Sunday, February 13, 2011

my tingly egg salad sandwich


i'm still figuring things out.

i wonder if that will ever change. if i will be, like, 75 years hold (hopefully) and be like "i'm still figuring things out". when i say the statement "i'm still figuring things out" to myself, i still feel like a punk ass kid and not the "responsible adult" that i am.

i have definitely been in a mood these days. i knew that i needed some time when i changed my friday evening plans and stayed home instead. i made myself another experimental bourbon cocktail, took a long leisurely bath, and read a few chapters of mary roach's bonk. ms. roach is so funny and rather obsessive about research in a great way. then on saturday, i hit the saturday market and spent most of the day and evening sleeping with snippets of journaling and pictures in between the sleeping. i think it everything (mostly exhaustion) was catching up with me.

today, things are looking much better. thank the gawds.

while i have been working today, i have also ducked into the kitchen to experiment with making pickles! i currently have a jar of radishes pickling in a mix of sichuan/szechwan peppercorns, paper lantern peppers, kosher salt, sugar, and apple cider vinegar. if i like how they turn out then i'll post the "making of" pics as well as the final product. this is my first attempt at making pickles. because i made the pickles this morning, i had sichuan peppercorns on the brain when i was thinking about what to make for lunch. i had some hard boiled eggs in the fridge and thought that would be good with some of the acme baguette i had in my kitchen. then it hit me....i could make an egg salad with sichuan peppercorns! i've never had that before but i was willing to bet it would be tasty.

so i ground up some of the sichuan peppercorns. btw...you can also roast them first if you prefer....i didn't feel like it today. i ground up a lot more than i needed since i figured i could make a batch of sichuan peppercorn salt as a condiment to cook with or put on noodles (like soba for example...i'm still on my soba noodle kick) or roasted veggies (like carrots).

the grounded sichuan is on the left and not-ground sichuan peppercorns are on the right.

the sichuan peppercorns aren't "hot" or "burn". they do induce the "tingle" or numbing effect on the lips and tongue...but by themselves...they aren't the kind of hot/burn that one gets with a habanero, scotch bonnet, or a ghost pepper. the hot factor from folks cooking with sichuan peppers comes in with the other hot chilies one cooks with them....which produces the culmination of effects...you know....the hot and tingle...which, i do adore.

but not for a cold egg salad sandwich.

so i made the sichuan salt by mixing together equal parts ground sichuan and salt.



pretty easy huh?

then i added a few dashes to a bowl that had two chopped eggs and mayo in it....

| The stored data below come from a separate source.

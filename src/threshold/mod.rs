//! Near-threshold contrast engine.
//!
//! Isolates contract-years whose rating falls in the configured bands around
//! a policy cutoff, restricted to rows with a resolvable poverty exposure
//! (out-of-scope geography is excluded even when the rating is in band).
//! Point-estimate tables come first; resampled confidence intervals and the
//! logistic models live in the submodules.

pub mod bootstrap;
pub mod logit;

use std::collections::{BTreeMap, HashMap, HashSet};

use serde::Serialize;

use crate::domain::{BandRule, ContractYearExposure, RatingRecord, ThresholdBand};
use crate::math::weighted_mean;

/// One analyzable contract-year inside the near-threshold window.
#[derive(Debug, Clone, Serialize)]
pub struct NearThresholdRow {
    pub contract_id: String,
    pub contract_year: i32,
    pub rating: f64,
    pub band: ThresholdBand,
    pub above_cut: bool,
    pub poverty_exposure: f64,
    /// Rural exposure when its coverage resolves; the logistic models only
    /// include the rural term when every sampled row has one.
    pub rural_exposure: Option<f64>,
    pub total_enrollment: f64,
}

/// Join ratings to exposures and keep the in-band, in-scope rows.
pub fn build_near_threshold_sample(
    ratings: &[RatingRecord],
    poverty: &[ContractYearExposure],
    rural: &[ContractYearExposure],
    rule: &BandRule,
) -> Vec<NearThresholdRow> {
    let poverty_by_key: HashMap<(&str, i32), &ContractYearExposure> = poverty
        .iter()
        .map(|e| ((e.contract_id.as_str(), e.contract_year), e))
        .collect();
    let rural_by_key: HashMap<(&str, i32), &ContractYearExposure> = rural
        .iter()
        .map(|e| ((e.contract_id.as_str(), e.contract_year), e))
        .collect();

    let mut out = Vec::new();
    for r in ratings {
        let band = rule.classify(r.rating);
        if band == ThresholdBand::Outside {
            continue;
        }
        let key = (r.contract_id.as_str(), r.contract_year);
        let Some(p) = poverty_by_key.get(&key) else {
            continue;
        };
        // Null exposure means "exclude from analysis", never "zero".
        let Some(poverty_exposure) = p.exposure else {
            continue;
        };
        let rural_exposure = rural_by_key.get(&key).and_then(|e| e.exposure);

        out.push(NearThresholdRow {
            contract_id: r.contract_id.clone(),
            contract_year: r.contract_year,
            rating: r.rating,
            band,
            above_cut: band == ThresholdBand::AboveCut,
            poverty_exposure,
            rural_exposure,
            total_enrollment: p.total_enrollment as f64,
        });
    }
    out.sort_by(|a, b| {
        (a.contract_year, a.contract_id.as_str()).cmp(&(b.contract_year, b.contract_id.as_str()))
    });
    out
}

/// Per year/band descriptive statistics, reported before any resampling.
#[derive(Debug, Clone, Serialize)]
pub struct BandPointEstimate {
    pub contract_year: i32,
    pub band: ThresholdBand,
    pub contracts: usize,
    pub rows: usize,
    pub total_enrollment: f64,
    pub mean_exposure_unweighted: f64,
    pub mean_exposure_enrollment_weighted: f64,
}

pub fn band_point_estimates(rows: &[NearThresholdRow]) -> Vec<BandPointEstimate> {
    let mut groups: BTreeMap<(i32, ThresholdBand), Vec<&NearThresholdRow>> = BTreeMap::new();
    for row in rows {
        groups
            .entry((row.contract_year, row.band))
            .or_default()
            .push(row);
    }

    groups
        .into_iter()
        .map(|((year, band), rows)| {
            let exposures: Vec<f64> = rows.iter().map(|r| r.poverty_exposure).collect();
            let enrollments: Vec<f64> = rows.iter().map(|r| r.total_enrollment).collect();
            let contracts: HashSet<&str> =
                rows.iter().map(|r| r.contract_id.as_str()).collect();
            BandPointEstimate {
                contract_year: year,
                band,
                contracts: contracts.len(),
                rows: rows.len(),
                total_enrollment: enrollments.iter().sum(),
                mean_exposure_unweighted: exposures.iter().sum::<f64>() / exposures.len() as f64,
                mean_exposure_enrollment_weighted: weighted_mean(&exposures, &enrollments),
            }
        })
        .collect()
}
//! Command-line parsing for the structural decomposition pipeline.
//!
//! The goal of this module is to keep **argument parsing** and **command
//! dispatch** separate from the weighting/inference code.

use std::path::PathBuf;

use clap::{Parser, Subcommand};

/// Top-level CLI.
#[derive(Debug, Parser)]
#[command(
    name = "stars",
    version,
    about = "Structural vs. operational decomposition of star ratings"
)]
pub struct Cli {
    #[command(subcommand)]
    pub command: Command,
}

/// CLI subcommands.
#[derive(Debug, Subcommand)]
pub enum Command {
    /// Run the full pipeline: weights, exposures, concentration,
    /// near-threshold inference, and the structural decomposition.
    Run(RunArgs),
    /// Near-threshold analysis only (band contrasts, bootstrap, logit).
    Threshold(RunArgs),
    /// Model frame, ordinal fit, and decomposition only.
    Decompose(RunArgs),
    /// Write a synthetic demo dataset in the staged-extract CSV shapes.
    Sample(SampleArgs),
}

/// Common options for pipeline runs.
#[derive(Debug, Parser, Clone)]
pub struct RunArgs {
    /// Staged enrollment extract CSV(s), one per rating year (repeatable).
    #[arg(long = "enrollment", required = true, num_args = 1..)]
    pub enrollment: Vec<PathBuf>,

    /// Staged rating extract CSV(s) (repeatable).
    #[arg(long = "ratings", required = true, num_args = 1..)]
    pub ratings: Vec<PathBuf>,

    /// County poverty-rate CSV (keyed by its own vintage year).
    #[arg(long)]
    pub poverty: PathBuf,

    /// County rural-indicator CSV (single vintage).
    #[arg(long)]
    pub rural: PathBuf,

    /// County shortage-score CSV (designated counties only).
    #[arg(long)]
    pub shortage: PathBuf,

    /// Directory for CSV/JSON artifacts (reports print regardless).
    #[arg(long = "out-dir")]
    pub out_dir: Option<PathBuf>,

    /// Contract-year t joins poverty vintage t - lag.
    #[arg(long = "poverty-lag", default_value_t = 1)]
    pub poverty_lag: i32,

    /// Lower edge of the below-cut band.
    #[arg(long = "band-lower", default_value_t = 3.5)]
    pub band_lower: f64,

    /// The rating cutoff separating the two bands.
    #[arg(long = "band-cut", default_value_t = 4.0)]
    pub band_cut: f64,

    /// Upper edge of the above-cut band (inclusive).
    #[arg(long = "band-upper", default_value_t = 4.5)]
    pub band_upper: f64,

    /// Bootstrap resample draws per rating-year.
    #[arg(long, default_value_t = 2000)]
    pub draws: usize,

    /// Seed for the bootstrap resampler.
    #[arg(long, default_value_t = 42)]
    pub seed: u64,

    /// Skip a band-year's resample below this many distinct contracts.
    #[arg(long = "min-band-contracts", default_value_t = 5)]
    pub min_band_contracts: usize,

    /// Symmetric residual-bucket tolerance (stars).
    #[arg(long = "residual-tolerance", default_value_t = 0.25)]
    pub residual_tolerance: f64,

    /// Lower edge of the opportunity-list rating slice.
    #[arg(long = "opportunity-lower", default_value_t = 3.5)]
    pub opportunity_lower: f64,

    /// Upper edge of the opportunity-list rating slice.
    #[arg(long = "opportunity-upper", default_value_t = 3.9)]
    pub opportunity_upper: f64,

    /// Number of most-negative residuals in the opportunity list.
    #[arg(long, default_value_t = 50)]
    pub top: usize,
}

/// Options for synthetic sample generation.
#[derive(Debug, Parser, Clone)]
pub struct SampleArgs {
    /// Output directory for the synthetic CSVs.
    #[arg(long = "out-dir", default_value = "sample_data")]
    pub out_dir: PathBuf,

    /// Number of synthetic contracts.
    #[arg(long, default_value_t = 150)]
    pub contracts: usize,

    /// Size of the synthetic county pool.
    #[arg(long, default_value_t = 400)]
    pub counties: usize,

    /// Rating years to generate (repeatable).
    #[arg(long = "year", num_args = 1.., default_values_t = vec![2024, 2025])]
    pub years: Vec<i32>,

    /// Random seed for sample generation.
    #[arg(long, default_value_t = 7)]
    pub seed: u64,
}
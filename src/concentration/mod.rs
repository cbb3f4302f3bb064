//! Geographic concentration calculator.
//!
//! Pure functions of the weight distribution; no external join. Per
//! contract-year: HHI = Σ w², entropy = -Σ w·ln(w) (with 0·ln0 = 0),
//! top1/top5 shares, and the county count. Used as scale/diversification
//! controls in the structural regression.

use std::collections::BTreeMap;

use crate::domain::{ContractCountyWeight, GeoConcentration};

pub fn concentration_metrics(weights: &[ContractCountyWeight]) -> Vec<GeoConcentration> {
    let mut groups: BTreeMap<(&str, i32), Vec<f64>> = BTreeMap::new();
    for w in weights {
        if w.w_enroll > 0.0 {
            groups
                .entry((w.contract_id.as_str(), w.year))
                .or_default()
                .push(w.w_enroll);
        }
    }

    let mut out = Vec::with_capacity(groups.len());
    for ((contract_id, year), mut shares) in groups {
        shares.sort_by(|a, b| b.partial_cmp(a).unwrap_or(std::cmp::Ordering::Equal));

        let hhi: f64 = shares.iter().map(|w| w * w).sum();
        let entropy: f64 = -shares
            .iter()
            .filter(|w| **w > 0.0)
            .map(|w| w * w.ln())
            .sum::<f64>();
        let top1_share = shares[0];
        let top5_share: f64 = shares.iter().take(5).sum();

        out.push(GeoConcentration {
            contract_id: contract_id.to_string(),
            contract_year: year,
            hhi,
            entropy,
            top1_share,
            top5_share: top5_share.min(1.0),
            n_counties: shares.len(),
        });
    }
    out
}

#[cfg(test)]
mod tests {
    use super::*;
    use crate::domain::EnrollmentRecord;
    use crate::weights::build_weights;
    use rand::prelude::*;
    use rand::rngs::StdRng;

    fn metrics_for(counts: &[i64]) -> GeoConcentration {
        let records: Vec<EnrollmentRecord> = counts
            .iter()
            .enumerate()
            .map(|(i, n)| EnrollmentRecord {
                contract_id: "H100".to_string(),
                year: 2024,
                county_fips: format!("{:05}", 1000 + i),
                enrollment: *n,
            })
            .collect();
        concentration_metrics(&build_weights(&records))
            .pop()
            .unwrap()
    }

    #[test]
    fn uniform_distribution_hhi_is_one_over_n() {
        for n in [1usize, 2, 5, 10, 40] {
            let counts = vec![100; n];
            let m = metrics_for(&counts);
            assert!(
                (m.hhi - 1.0 / n as f64).abs() < 1e-12,
                "n={n} hhi={}",
                m.hhi
            );
            assert_eq!(m.n_counties, n);
        }
    }

    #[test]
    fn single_county_is_fully_concentrated() {
        let m = metrics_for(&[123]);
        assert!((m.hhi - 1.0).abs() < 1e-12);
        assert!(m.entropy.abs() < 1e-12);
        assert!((m.top1_share - 1.0).abs() < 1e-12);
        assert!((m.top5_share - 1.0).abs() < 1e-12);
    }

    #[test]
    fn fewer_than_five_counties_top5_is_total_mass() {
        let m = metrics_for(&[50, 30, 20]);
        assert!((m.top5_share - 1.0).abs() < 1e-9);
        assert!((m.top1_share - 0.5).abs() < 1e-12);
    }

    #[test]
    fn metric_ranges_hold_on_random_distributions() {
        let mut rng = StdRng::seed_from_u64(23);
        for _ in 0..100 {
            let n = rng.gen_range(1..30);
            let counts: Vec<i64> = (0..n).map(|_| rng.gen_range(1..10_000)).collect();
            let m = metrics_for(&counts);
            assert!(m.hhi > 0.0 && m.hhi <= 1.0 + 1e-12);
            assert!(m.entropy >= -1e-12);
            assert!(m.top1_share <= m.top5_share + 1e-12);
            assert!(m.top5_share <= 1.0 + 1e-12);
            assert_eq!(m.n_counties, n);
        }
    }
}
//! Structural regression & decomposition engine.
//!
//! `frame` assembles the contract-year modeling frame from ratings,
//! exposures, and concentration metrics; `decompose` fits the ordered logit
//! and splits each observed rating into a structural expectation and an
//! operational residual.

pub mod decompose;
pub mod frame;

pub use decompose::*;
pub use frame::*;
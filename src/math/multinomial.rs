//! Unordered multinomial logit, used only as a robustness cross-check for the
//! ordered fit.
//!
//! Baseline-category parameterization: level 0 is the reference, levels
//! `1..K-1` each get their own coefficient vector. Failure here is expected
//! with sparse categories (separation) and is never fatal; the caller logs
//! it and moves on.

use nalgebra::{DMatrix, DVector};

use crate::error::AppError;
use crate::math::optim::minimize_bfgs;

const MAX_ITERS: usize = 300;
const GRAD_TOL: f64 = 1e-4;

/// Fitted multinomial logit (cross-check only; no covariance).
#[derive(Debug, Clone)]
pub struct MultinomialFit {
    /// Coefficients per non-baseline level: `(n_levels - 1) × p`, row-major
    /// by level.
    pub coefficients: Vec<Vec<f64>>,
    pub log_likelihood: f64,
    pub iterations: usize,
}

/// Mean negative log-likelihood and gradient for the softmax model.
fn objective(
    x: &DMatrix<f64>,
    codes: &[usize],
    n_levels: usize,
    theta: &DVector<f64>,
) -> (f64, DVector<f64>) {
    let n = x.nrows();
    let p = x.ncols();
    let classes = n_levels - 1;

    let mut nll = 0.0;
    let mut grad = DVector::<f64>::zeros(classes * p);

    for i in 0..n {
        // Linear predictors; baseline level has η = 0.
        let mut eta = vec![0.0; n_levels];
        for c in 0..classes {
            let mut dot = 0.0;
            for j in 0..p {
                dot += theta[c * p + j] * x[(i, j)];
            }
            eta[c + 1] = dot;
        }

        // Log-sum-exp with max shift for stability.
        let max_eta = eta.iter().copied().fold(f64::NEG_INFINITY, f64::max);
        let denom: f64 = eta.iter().map(|e| (e - max_eta).exp()).sum();
        let log_denom = max_eta + denom.ln();

        let k = codes[i];
        nll -= eta[k] - log_denom;

        for c in 0..classes {
            let prob = (eta[c + 1] - log_denom).exp();
            let indicator = if k == c + 1 { 1.0 } else { 0.0 };
            let coef = prob - indicator;
            for j in 0..p {
                grad[c * p + j] += coef * x[(i, j)];
            }
        }
    }

    (nll / n as f64, grad / n as f64)
}

/// Fit the multinomial logit. `x` should include an intercept column.
pub fn fit_multinomial_logit(
    x: &DMatrix<f64>,
    codes: &[usize],
    n_levels: usize,
) -> Result<MultinomialFit, AppError> {
    let n = x.nrows();
    let p = x.ncols();
    if n == 0 || n_levels < 2 {
        return Err(AppError::model("Multinomial logit needs rows and >= 2 levels."));
    }
    if codes.iter().any(|&k| k >= n_levels) {
        return Err(AppError::model("Level code out of range."));
    }

    let classes = n_levels - 1;
    let theta0 = DVector::<f64>::zeros(classes * p);
    let result = minimize_bfgs(
        |theta| objective(x, codes, n_levels, theta),
        theta0,
        MAX_ITERS,
        GRAD_TOL,
    );

    if !result.converged {
        return Err(AppError::model(format!(
            "Multinomial logit did not converge (gradient norm {:.3e}); \
             often due to sparse categories or separation.",
            result.gradient_norm
        )));
    }

    let coefficients = (0..classes)
        .map(|c| (0..p).map(|j| result.x[c * p + j]).collect())
        .collect();

    Ok(MultinomialFit {
        coefficients,
        log_likelihood: -result.value * n as f64,
        iterations: result.iterations,
    })
}

#[cfg(test)]
mod tests {
    use super::*;
    use rand::prelude::*;
    use rand::rngs::StdRng;

    #[test]
    fn fits_three_class_synthetic_data() {
        // Class probabilities shift with x; check the fitted slopes point the
        // right way (class 2 favored at high x, class 0 at low x).
        let mut rng = StdRng::seed_from_u64(3);
        let n = 1500;
        let mut x = DMatrix::<f64>::zeros(n, 2);
        let mut codes = Vec::with_capacity(n);
        for i in 0..n {
            let xi: f64 = rng.gen_range(-2.0..2.0);
            x[(i, 0)] = 1.0;
            x[(i, 1)] = xi;
            let e1 = (0.5 + 1.0 * xi).exp();
            let e2 = (-0.5 + 2.0 * xi).exp();
            let denom = 1.0 + e1 + e2;
            let u: f64 = rng.gen_range(0.0..1.0);
            let k = if u < 1.0 / denom {
                0
            } else if u < (1.0 + e1) / denom {
                1
            } else {
                2
            };
            codes.push(k);
        }

        let fit = fit_multinomial_logit(&x, &codes, 3).unwrap();
        assert!(fit.coefficients[0][1] > 0.0);
        assert!(fit.coefficients[1][1] > fit.coefficients[0][1]);
        assert!(fit.log_likelihood.is_finite());
    }
}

then i split open a section of acme sweet baguette (which had been toasting/warming in the oven) and added the egg salad...




while i was taking the pics, i remembered that i also had some wild arugula that i picked up at the market yesterday and thought that would be perfect with the sandwich.



this turned out quite well and my palate enjoyed it. the sichuan was a nice surprise to the palate as i normally don't associate sichuan pepper with egg & mayo.....and the peppery-ness of the arugula was a nice kick as well....all without overwhelming the tasty egg and bread.



as i was finishing it up, my lips all a tingle.....i was thinking how i'm surprised that i haven't seen this on a lunchtime menu in the bay area. actually, someone probably already has and i just haven't seen or heard of it. yet, it felt nice to discover something in my kitchen through random experimenting. although discovering this combo wasn't what i was originally hoping to figure out while puttering around in my kitchen today, but then sometimes it really is more about what we discover on the journey....isn't it?